PMF top officials have said the US is broadly "responsible" but specifically blamed Israeli drones for the latest strike on Sunday, which killed a fighter near Iraq's western border with Syria.

The Pentagon has denied responsibility and said it is cooperating with Iraq's investigations.

According to the senior Iraqi official who spoke to MEE, northern Syria was used to launch the attacks because Israeli attack drones do not have the range to hit targets in Iraq from Israel.

"Israeli personnel were operating the drones from SDF-controlled bases," the Iraqi official said.
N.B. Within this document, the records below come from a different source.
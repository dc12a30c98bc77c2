//! Java queries over masked source: top-level type enumeration, stdin and
//! stdout detection, field extraction for the structural-topic checks.

use lazy_static::lazy_static;
use regex::Regex;

use super::{brace_depths, c_family_classes, mask_with, string_spans};

/// Kind of a top-level type declaration.
#[derive(Debug, Clone, Copy, PartialEq, Eq)]
pub enum TypeKind {
    Class,
    Interface,
    Enum,
    Record,
}

/// A top-level type declaration found at brace depth 0.
#[derive(Debug, Clone)]
pub struct TypeDecl {
    pub name: String,
    pub kind: TypeKind,
    pub is_abstract: bool,
    /// Byte offset of the `public` modifier, when present.
    pub public_at: Option<usize>,
    /// Byte offset of the `class`/`interface`/`enum`/`record` keyword.
    pub keyword_at: usize,
    /// Byte offset just past the type name.
    pub name_end: usize,
    /// Superclass name (classes) or first extended interface (interfaces).
    pub extends: Option<String>,
    pub implements: Vec<String>,
}

impl TypeDecl {
    pub fn is_public(&self) -> bool {
        self.public_at.is_some()
    }
}

/// Visibility of a member declaration.
#[derive(Debug, Clone, Copy, PartialEq, Eq)]
pub enum Visibility {
    Public,
    Protected,
    Private,
}

/// A field declaration directly inside a type body.
#[derive(Debug, Clone)]
pub struct FieldDecl {
    pub visibility: Visibility,
    /// Base type name, generics and array brackets stripped.
    pub type_name: String,
    pub name: String,
}

lazy_static! {
    static ref TYPE_RE: Regex = Regex::new(
        r"((?:\b(?:public|protected|private|abstract|final|sealed|non-sealed|strictfp|static)\s+)*)\b(class|interface|enum|record)\s+([A-Za-z_$][A-Za-z0-9_$]*)"
    )
    .expect("static regex");
    static ref PUBLIC_RE: Regex = Regex::new(r"\bpublic\b").expect("static regex");
    static ref ABSTRACT_RE: Regex = Regex::new(r"\babstract\b").expect("static regex");
    static ref EXTENDS_RE: Regex =
        Regex::new(r"\bextends\s+([A-Za-z_$][\w$.]*)").expect("static regex");
    static ref IMPLEMENTS_RE: Regex =
        Regex::new(r"\bimplements\s+([A-Za-z_$][\w$.,\s]*)").expect("static regex");
    static ref GENERIC_RE: Regex = Regex::new(r"<[^<>]*>").expect("static regex");
    static ref STDOUT_RE: Regex =
        Regex::new(r"System\s*\.\s*out\s*\.\s*print").expect("static regex");
    static ref WHILE_FALSE_RE: Regex =
        Regex::new(r"while\s*\(\s*false\s*\)").expect("static regex");
    static ref MAIN_RE: Regex = Regex::new(
        r"(?:public\s+static|static\s+public)\s+void\s+main\s*\(\s*(?:final\s+)?String\s*(?:\[\s*\]\s*[A-Za-z_$][\w$]*|\.\.\.\s*[A-Za-z_$][\w$]*)\s*\)"
    )
    .expect("static regex");
    static ref FIELD_RE: Regex = Regex::new(
        r"\b(public|protected|private)\s+((?:static\s+|final\s+|transient\s+|volatile\s+)*)([A-Za-z_$][\w$]*)((?:\s*<[^;{}()]*>)?(?:\s*\[\s*\])*)\s+([A-Za-z_$][\w$]*)\s*[=;]"
    )
    .expect("static regex");
}

/// One scanned Java compilation unit. Masking happens once at
/// construction; all queries run over the masked copy.
#[derive(Debug)]
pub struct JavaScan<'a> {
    source: &'a str,
    masked: String,
    depths: Vec<i32>,
}

impl<'a> JavaScan<'a> {
    pub fn new(source: &'a str) -> Self {
        let classes = c_family_classes(source);
        let masked = mask_with(source, &classes);
        let depths = brace_depths(&masked);
        Self {
            source,
            masked,
            depths,
        }
    }

    /// The comment/string-blanked copy of the source.
    pub fn masked(&self) -> &str {
        &self.masked
    }

    /// Top-level type declarations, in source order.
    pub fn top_level_types(&self) -> Vec<TypeDecl> {
        let mut types = Vec::new();
        for caps in TYPE_RE.captures_iter(&self.masked) {
            let mods = caps.get(1).expect("group 1");
            let keyword = caps.get(2).expect("group 2");
            let name = caps.get(3).expect("group 3");
            if self.depths.get(keyword.start()).copied().unwrap_or(0) != 0 {
                continue;
            }
            let kind = match keyword.as_str() {
                "class" => TypeKind::Class,
                "interface" => TypeKind::Interface,
                "enum" => TypeKind::Enum,
                _ => TypeKind::Record,
            };
            let mods_text = mods.as_str();
            let public_at = PUBLIC_RE.find(mods_text).map(|m| mods.start() + m.start());
            let is_abstract = ABSTRACT_RE.is_match(mods_text);
            let (extends, implements) = self.parse_header(name.end());
            types.push(TypeDecl {
                name: name.as_str().to_string(),
                kind,
                is_abstract,
                public_at,
                keyword_at: keyword.start(),
                name_end: name.end(),
                extends,
                implements,
            });
        }
        types
    }

    /// Top-level `public` type names, in source order.
    pub fn public_type_names(&self) -> Vec<String> {
        self.top_level_types()
            .into_iter()
            .filter(|t| t.is_public())
            .map(|t| t.name)
            .collect()
    }

    /// The first top-level public type, if any.
    pub fn primary_public_type(&self) -> Option<TypeDecl> {
        self.top_level_types().into_iter().find(|t| t.is_public())
    }

    /// Whether the unit reads stdin (`System.in`, including through a
    /// `Scanner` or reader wrapped around it).
    pub fn reads_stdin(&self) -> bool {
        self.masked.contains("System.in")
    }

    /// Whether the unit calls a `System.out.print*` method.
    pub fn writes_stdout(&self) -> bool {
        STDOUT_RE.is_match(&self.masked)
    }

    /// `while(false)` anywhere, an unreachable-statement compile error.
    pub fn has_while_false(&self) -> bool {
        WHILE_FALSE_RE.is_match(&self.masked)
    }

    /// A `public static void main(String[] args)` entry point.
    pub fn has_main(&self) -> bool {
        MAIN_RE.is_match(&self.masked)
    }

    /// Byte span (start, end) of a type's body in the source, brackets
    /// exclusive: the content between the opening `{` and its match.
    pub fn body_span(&self, decl: &TypeDecl) -> Option<(usize, usize)> {
        let bytes = self.masked.as_bytes();
        let open = bytes[decl.name_end..]
            .iter()
            .position(|&b| b == b'{')
            .map(|p| decl.name_end + p)?;
        let mut depth = 0i32;
        for (i, &b) in bytes.iter().enumerate().skip(open) {
            match b {
                b'{' => depth += 1,
                b'}' => {
                    depth -= 1;
                    if depth == 0 {
                        return Some((open + 1, i));
                    }
                }
                _ => {}
            }
        }
        None
    }

    /// Field declarations directly inside a type's body (nested types'
    /// fields are excluded by depth).
    pub fn fields_of(&self, decl: &TypeDecl) -> Vec<FieldDecl> {
        let Some((start, end)) = self.body_span(decl) else {
            return Vec::new();
        };
        let body_depth = self.depths.get(start).copied().unwrap_or(1);
        let mut fields = Vec::new();
        for caps in FIELD_RE.captures_iter(&self.masked[start..end]) {
            let vis_match = caps.get(1).expect("group 1");
            if self
                .depths
                .get(start + vis_match.start())
                .copied()
                .unwrap_or(0)
                != body_depth
            {
                continue;
            }
            let visibility = match vis_match.as_str() {
                "public" => Visibility::Public,
                "protected" => Visibility::Protected,
                _ => Visibility::Private,
            };
            fields.push(FieldDecl {
                visibility,
                type_name: caps.get(3).expect("group 3").as_str().to_string(),
                name: caps.get(5).expect("group 5").as_str().to_string(),
            });
        }
        fields
    }

    /// Whether a type's body contains an `@Override` annotation.
    pub fn body_has_override(&self, decl: &TypeDecl) -> bool {
        // Annotations survive masking; only comments and literals blank out.
        self.body_span(decl)
            .map(|(start, end)| self.masked[start..end].contains("@Override"))
            .unwrap_or(false)
    }

    /// String literal content spans of the original source.
    pub fn string_literal_spans(&self) -> Vec<(usize, usize)> {
        string_spans(&c_family_classes(self.source))
    }

    fn parse_header(&self, name_end: usize) -> (Option<String>, Vec<String>) {
        let bytes = self.masked.as_bytes();
        let header_end = bytes[name_end..]
            .iter()
            .position(|&b| b == b'{' || b == b';')
            .map(|p| name_end + p)
            .unwrap_or(self.masked.len());
        let header = GENERIC_RE.replace_all(&self.masked[name_end..header_end], " ");
        let extends = EXTENDS_RE
            .captures(&header)
            .map(|c| c.get(1).expect("group 1").as_str().to_string());
        let implements = IMPLEMENTS_RE
            .captures(&header)
            .map(|c| {
                c.get(1)
                    .expect("group 1")
                    .as_str()
                    .split(',')
                    .map(|s| s.trim().trim_end_matches('.').to_string())
                    .filter(|s| !s.is_empty())
                    .collect()
            })
            .unwrap_or_default();
        (extends, implements)
    }
}

#[cfg(test)]
mod tests {
    use super::*;

    #[test]
    fn enumerates_top_level_types() {
        let src = "public class Billing {}\ninterface Rate {}\npublic enum Kind { A }";
        let scan = JavaScan::new(src);
        let types = scan.top_level_types();
        assert_eq!(types.len(), 3);
        assert_eq!(types[0].name, "Billing");
        assert_eq!(types[0].kind, TypeKind::Class);
        assert!(types[0].is_public());
        assert_eq!(types[1].name, "Rate");
        assert!(!types[1].is_public());
        assert_eq!(types[2].kind, TypeKind::Enum);
    }

    #[test]
    fn nested_types_are_not_top_level() {
        let src = "public class Outer { class Inner {} static class Nested {} }";
        let scan = JavaScan::new(src);
        let types = scan.top_level_types();
        assert_eq!(types.len(), 1);
        assert_eq!(types[0].name, "Outer");
    }

    #[test]
    fn type_in_string_literal_is_ignored() {
        let src = "public class A { String s = \"public class B {}\"; }";
        let scan = JavaScan::new(src);
        assert_eq!(scan.top_level_types().len(), 1);
    }

    #[test]
    fn type_in_comment_is_ignored() {
        let src = "// public class Ghost {}\npublic class Real {}";
        let scan = JavaScan::new(src);
        let types = scan.top_level_types();
        assert_eq!(types.len(), 1);
        assert_eq!(types[0].name, "Real");
    }

    #[test]
    fn detects_extends_and_implements() {
        let src = "abstract class Shape {}\nclass Circle extends Shape implements Area, Printable {}";
        let scan = JavaScan::new(src);
        let types = scan.top_level_types();
        assert!(types[0].is_abstract);
        assert_eq!(types[1].extends.as_deref(), Some("Shape"));
        assert_eq!(types[1].implements, vec!["Area", "Printable"]);
    }

    #[test]
    fn generic_header_does_not_confuse_implements() {
        let src = "public class Box implements Comparable<Box> {}";
        let scan = JavaScan::new(src);
        let types = scan.top_level_types();
        assert_eq!(types[0].implements, vec!["Comparable"]);
    }

    #[test]
    fn stdin_detection_ignores_strings() {
        let scan = JavaScan::new("class A { String s = \"System.in\"; }");
        assert!(!scan.reads_stdin());
        let scan = JavaScan::new("class A { void m() { new java.util.Scanner(System.in); } }");
        assert!(scan.reads_stdin());
    }

    #[test]
    fn stdout_and_while_false_detection() {
        let scan = JavaScan::new("class A { void m() { System.out.println(1); while(false) {} } }");
        assert!(scan.writes_stdout());
        assert!(scan.has_while_false());
        let scan = JavaScan::new("class A { // while(false)\n }");
        assert!(!scan.has_while_false());
    }

    #[test]
    fn main_detection() {
        let scan = JavaScan::new("class A { public static void main(String[] args) {} }");
        assert!(scan.has_main());
        let scan = JavaScan::new("class A { public static void main(String... args) {} }");
        assert!(scan.has_main());
        let scan = JavaScan::new("class A { void main(String[] args) {} }");
        assert!(!scan.has_main());
    }

    #[test]
    fn fields_of_primary_class() {
        let src = r#"
public class Account {
    private double balance;
    private final String owner = "x";
    public int visible;
    public double getBalance() { return balance; }
}
"#;
        let scan = JavaScan::new(src);
        let decl = scan.primary_public_type().unwrap();
        let fields = scan.fields_of(&decl);
        assert_eq!(fields.len(), 3);
        assert_eq!(fields[0].visibility, Visibility::Private);
        assert_eq!(fields[0].type_name, "double");
        assert_eq!(fields[2].visibility, Visibility::Public);
    }

    #[test]
    fn nested_class_fields_are_excluded() {
        let src = "public class A { private int x; static class B { private int hidden; } }";
        let scan = JavaScan::new(src);
        let decl = scan.primary_public_type().unwrap();
        let fields = scan.fields_of(&decl);
        assert_eq!(fields.len(), 1);
        assert_eq!(fields[0].name, "x");
    }

    #[test]
    fn enumeration_invariant_under_string_insertion() {
        let plain = "public class A {}\nclass B {}";
        let with_string = "public class A { String s = \"class Foo {}\"; }\nclass B {}";
        let names = |src: &str| {
            JavaScan::new(src)
                .top_level_types()
                .into_iter()
                .map(|t| t.name)
                .collect::<Vec<_>>()
        };
        assert_eq!(names(plain), names(with_string));
    }
}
When asked if it was responsible for striking the PMF in Iraq, the Israeli military told MEE it could neither confirm or deny its responsibility.

PMF 'specifically targeted'

"Israeli planes supported by the US? We can't make that accusation. Did America give a green light? We can't make that accusation," Assadi told reporters.

But, he added, the PMF had been expecting an attack amid rising US-Iranian tensions since Washington withdrew from the landmark nuclear deal with Tehran last year.

The US has since imposed tough sanctions on Iran's top officials, its energy and financial sectors, as well as a host of Iraqi, Lebanese and Palestinian firms and people allegedly tied to Tehran.

"Are the attacks that happened surprising for the Iraqi government, the Hashd, or other factions? Of course not," Assadi said.  "It's clear. The Hashd is being specifically targeted."